| DATA EXTRACT |
BEGIN

use axum::{extract::State, http::StatusCode, Json};
use serde_json::{json, Value};

use crate::AppState;

pub async fn health(State(state): State<AppState>) -> (StatusCode, Json<Value>) {
    let db_ok = state.store.health_check().await;

    let (status, label) = if db_ok {
        (StatusCode::OK, "healthy")
    } else {
        (StatusCode::SERVICE_UNAVAILABLE, "degraded")
    };
    (
        status,
        Json(json!({
            "status": label,
            "postgres": db_ok,
            "timestamp": chrono::Utc::now(),
        })),
    )
}
pub async fn apply(
    store: &dyn BillingStore,
    provider: PaymentProvider,
    action: BillingAction,
) -> AppResult<WebhookOutcome> {
    match action {
        BillingAction::SubscriptionActivated {
            tenant_id,
            plan_id,
            provider_subscription_id,
            current_period_end,
        } => {
            let now = Utc::now();
            let period_end = current_period_end.unwrap_or_else(|| one_month_after(now));
            let sub = store
                .upsert_subscription(SubscriptionUpsert {
                    tenant_id,
                    plan_id,
                    status: SubscriptionStatus::Active,
                    provider,
                    provider_subscription_id,
                    current_period_end: Some(period_end),
                })
                .await?;
            if is_canceled(&sub, "activation") {
                return Ok(WebhookOutcome::Processed);
            }
            usage_meters::open_period(store, sub.id, now, period_end).await?;
            tracing::info!(
                tenant_id = %sub.tenant_id,
                plan_id = %sub.plan_id,
                "Subscription activated"
            );
        }

        BillingAction::TopUp {
            tenant_id,
            amount,
            reference_id,
        } => {
            wallet::credit(
                store,
                &tenant_id,
                amount,
                TransactionType::TopUp,
                Some(&reference_id),
                &format!("{} top-up", provider),
            )
            .await?;
        }

        BillingAction::SubscriptionRenewed {
            provider_subscription_id,
            tenant_id,
            plan_id,
            reference_id,
            period_start,
            period_end,
        } => {
            let start = period_start.unwrap_or_else(Utc::now);
            let end = period_end.unwrap_or_else(|| one_month_after(start));

            let sub = match (tenant_id, plan_id) {
                (Some(tenant_id), Some(plan_id)) => {
                    store
                        .upsert_subscription(SubscriptionUpsert {
                            tenant_id,
                            plan_id,
                            status: SubscriptionStatus::Active,
                            provider,
                            provider_subscription_id,
                            current_period_end: Some(end),
                        })
                        .await?
                }
                (_, plan_id) => {
                    let existing =
                        require_subscription(store, provider, &provider_subscription_id).await?;
                    store
                        .patch_subscription(
                            existing.id,
                            SubscriptionPatch {
                                status: Some(SubscriptionStatus::Active),
                                plan_id,
                                current_period_end: Some(end),
                            },
                        )
                        .await?
                }
            };
            if is_canceled(&sub, "renewal") {
                return Ok(WebhookOutcome::Processed);
            }

            let plan = find_plan(&sub.plan_id)
                .ok_or_else(|| AppError::Internal(format!("Unknown plan '{}'", sub.plan_id)))?;
            if plan.monthly_wallet_grant > 0 {
                wallet::credit(
                    store,
                    &sub.tenant_id,
                    plan.monthly_wallet_grant,
                    TransactionType::MonthlyGrant,
                    Some(&reference_id),
                    &format!("{} plan monthly credit", plan.name),
                )
                .await?;
            }
            usage_meters::open_period(store, sub.id, start, end).await?;
        }

        BillingAction::SubscriptionPaymentFailed {
            provider_subscription_id,
            reference_id,
        } => {
            let Some(sub) = find_subscription(store, provider, &provider_subscription_id).await?
            else {
                return Ok(WebhookOutcome::Processed);
            };
            if is_canceled(&sub, "payment failure") {
                return Ok(WebhookOutcome::Processed);
            }
            store
                .patch_subscription(
                    sub.id,
                    SubscriptionPatch {
                        status: Some(SubscriptionStatus::PastDue),
                        ..Default::default()
                    },
                )
                .await?;
            store
                .create_notification(NewNotification {
                    tenant_id: sub.tenant_id.clone(),
                    kind: "payment_failed".into(),
                    message: "Your subscription payment failed. \
                        Update your payment method to keep your plan active."
                        .into(),
                    reference_id,
                })
                .await?;
            tracing::warn!(tenant_id = %sub.tenant_id, "Subscription payment failed");
        }

        BillingAction::SubscriptionUpdated {
            provider_subscription_id,
            status,
            plan_id,
            current_period_end,
        } => {
            let Some(sub) = find_subscription(store, provider, &provider_subscription_id).await?
            else {
                return Ok(WebhookOutcome::Processed);
            };
            if is_canceled(&sub, "update") {
                return Ok(WebhookOutcome::Processed);
            }
            store
                .patch_subscription(
                    sub.id,
                    SubscriptionPatch {
                        status,
                        plan_id,
                        current_period_end,
                    },
                )
                .await?;
        }

        BillingAction::SubscriptionCanceled {
            provider_subscription_id,
        } => {
            let Some(sub) = find_subscription(store, provider, &provider_subscription_id).await?
            else {
                return Ok(WebhookOutcome::Processed);
            };
            store
                .patch_subscription(
                    sub.id,
                    SubscriptionPatch {
                        status: Some(SubscriptionStatus::Canceled),
                        ..Default::default()
                    },
                )
                .await?;
            tracing::info!(tenant_id = %sub.tenant_id, "Subscription canceled");
        }

        BillingAction::Unrecognized { event_type } => {
            tracing::info!(
                provider = %provider,
                event_type = %event_type,
                "Ignoring unhandled webhook event"
            );
            return Ok(WebhookOutcome::Ignored);
        }
    }

    Ok(WebhookOutcome::Processed)
}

END

Starting at the top of the listing above, write out every line exactly as it appears.

| ANSWER FOR THE TASK |
use axum::{extract::State, http::StatusCode, Json};
use serde_json::{json, Value};

use crate::AppState;

pub async fn health(State(state): State<AppState>) -> (StatusCode, Json<Value>) {
    let db_ok = state.store.health_check().await;

    let (status, label) = if db_ok {
        (StatusCode::OK, "healthy")
    } else {
        (StatusCode::SERVICE_UNAVAILABLE, "degraded")
    };
    (
        status,
        Json(json!({
            "status": label,
            "postgres": db_ok,
            "timestamp": chrono::Utc::now(),
        })),
    )
}
pub async fn apply(
    store: &dyn BillingStore,
    provider: PaymentProvider,
    action: BillingAction,
) -> AppResult<WebhookOutcome> {
    match action {
        BillingAction::SubscriptionActivated {
            tenant_id,
            plan_id,
            provider_subscription_id,
            current_period_end,
        } => {
            let now = Utc::now();
            let period_end = current_period_end.unwrap_or_else(|| one_month_after(now));
            let sub = store
                .upsert_subscription(SubscriptionUpsert {
                    tenant_id,
                    plan_id,
                    status: SubscriptionStatus::Active,
                    provider,
                    provider_subscription_id,
                    current_period_end: Some(period_end),
                })
                .await?;
            if is_canceled(&sub, "activation") {
                return Ok(WebhookOutcome::Processed);
            }
            usage_meters::open_period(store, sub.id, now, period_end).await?;
            tracing::info!(
                tenant_id = %sub.tenant_id,
                plan_id = %sub.plan_id,
                "Subscription activated"
            );
        }

        BillingAction::TopUp {
            tenant_id,
            amount,
            reference_id,
        } => {
            wallet::credit(
                store,
                &tenant_id,
                amount,
                TransactionType::TopUp,
                Some(&reference_id),
                &format!("{} top-up", provider),
            )
            .await?;
        }

        BillingAction::SubscriptionRenewed {
            provider_subscription_id,
            tenant_id,
            plan_id,
            reference_id,
            period_start,
            period_end,
        } => {
            let start = period_start.unwrap_or_else(Utc::now);
            let end = period_end.unwrap_or_else(|| one_month_after(start));

            let sub = match (tenant_id, plan_id) {
                (Some(tenant_id), Some(plan_id)) => {
                    store
                        .upsert_subscription(SubscriptionUpsert {
                            tenant_id,
                            plan_id,
                            status: SubscriptionStatus::Active,
                            provider,
                            provider_subscription_id,
                            current_period_end: Some(end),
                        })
                        .await?
                }
                (_, plan_id) => {
                    let existing =
                        require_subscription(store, provider, &provider_subscription_id).await?;
                    store
                        .patch_subscription(
                            existing.id,
                            SubscriptionPatch {
                                status: Some(SubscriptionStatus::Active),
                                plan_id,
                                current_period_end: Some(end),
                            },
                        )
                        .await?
                }
            };
            if is_canceled(&sub, "renewal") {
                return Ok(WebhookOutcome::Processed);
            }

            let plan = find_plan(&sub.plan_id)
                .ok_or_else(|| AppError::Internal(format!("Unknown plan '{}'", sub.plan_id)))?;
            if plan.monthly_wallet_grant > 0 {
                wallet::credit(
                    store,
                    &sub.tenant_id,
                    plan.monthly_wallet_grant,
                    TransactionType::MonthlyGrant,
                    Some(&reference_id),
                    &format!("{} plan monthly credit", plan.name),
                )
                .await?;
            }
            usage_meters::open_period(store, sub.id, start, end).await?;
        }

        BillingAction::SubscriptionPaymentFailed {
            provider_subscription_id,
            reference_id,
        } => {
            let Some(sub) = find_subscription(store, provider, &provider_subscription_id).await?
            else {
                return Ok(WebhookOutcome::Processed);
            };
            if is_canceled(&sub, "payment failure") {
                return Ok(WebhookOutcome::Processed);
            }
            store
                .patch_subscription(
                    sub.id,
                    SubscriptionPatch {
                        status: Some(SubscriptionStatus::PastDue),
                        ..Default::default()
                    },
                )
                .await?;
            store
                .create_notification(NewNotification {
                    tenant_id: sub.tenant_id.clone(),
                    kind: "payment_failed".into(),
                    message: "Your subscription payment failed. \
                        Update your payment method to keep your plan active."
                        .into(),
                    reference_id,
                })
                .await?;
            tracing::warn!(tenant_id = %sub.tenant_id, "Subscription payment failed");
        }

        BillingAction::SubscriptionUpdated {
            provider_subscription_id,
            status,
            plan_id,
            current_period_end,
        } => {
            let Some(sub) = find_subscription(store, provider, &provider_subscription_id).await?
            else {
                return Ok(WebhookOutcome::Processed);
            };
            if is_canceled(&sub, "update") {
                return Ok(WebhookOutcome::Processed);
            }
            store
                .patch_subscription(
                    sub.id,
                    SubscriptionPatch {
                        status,
                        plan_id,
                        current_period_end,
                    },
                )
                .await?;
        }

        BillingAction::SubscriptionCanceled {
            provider_subscription_id,
        } => {
            let Some(sub) = find_subscription(store, provider, &provider_subscription_id).await?
            else {
                return Ok(WebhookOutcome::Processed);
            };
            store
                .patch_subscription(
                    sub.id,
                    SubscriptionPatch {
                        status: Some(SubscriptionStatus::Canceled),
                        ..Default::default()
                    },
                )
                .await?;
            tracing::info!(tenant_id = %sub.tenant_id, "Subscription canceled");
        }

        BillingAction::Unrecognized { event_type } => {
            tracing::info!(
                provider = %provider,
                event_type = %event_type,
                "Ignoring unhandled webhook event"
            );
            return Ok(WebhookOutcome::Ignored);
        }
    }

    Ok(WebhookOutcome::Processed)
}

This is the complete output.